**INSTRUCTIONS FOR THE TASK**
Set down every entry again exactly as it stands below.
--- MATERIAL FOR THIS TASK ---
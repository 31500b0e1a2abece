//! Signer and async task client for the visual generation endpoints.
//!
//! Requests are authenticated with a SigV4-style HMAC-SHA256 chain over a
//! canonical request (`Authorization`/`X-Date`/`X-Content-Sha256` headers,
//! credential scope `date/region/service/request`). Generation jobs are
//! submitted with one signed call and then polled until they reach a
//! terminal state.

mod constants;

mod credential;
pub use credential::Credential;

mod provide_credential;
pub use provide_credential::{EnvCredentialProvider, StaticCredentialProvider};

mod sign_request;
pub use sign_request::{ArrayFormat, RequestSigner};

mod task;
pub use task::{TaskClient, TaskEndpoint};

mod validate;
pub use validate::{validate_image, ImagePayload};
---
**RESULT**
repository 31500b0e1a2abece
//! Signer and async task client for the visual generation endpoints.
//!
//! Requests are authenticated with a SigV4-style HMAC-SHA256 chain over a
//! canonical request (`Authorization`/`X-Date`/`X-Content-Sha256` headers,
//! credential scope `date/region/service/request`). Generation jobs are
//! submitted with one signed call and then polled until they reach a
//! terminal state.

mod constants;

mod credential;
pub use credential::Credential;

mod provide_credential;
pub use provide_credential::{EnvCredentialProvider, StaticCredentialProvider};

mod sign_request;
pub use sign_request::{ArrayFormat, RequestSigner};

mod task;
pub use task::{TaskClient, TaskEndpoint};

mod validate;
pub use validate::{validate_image, ImagePayload};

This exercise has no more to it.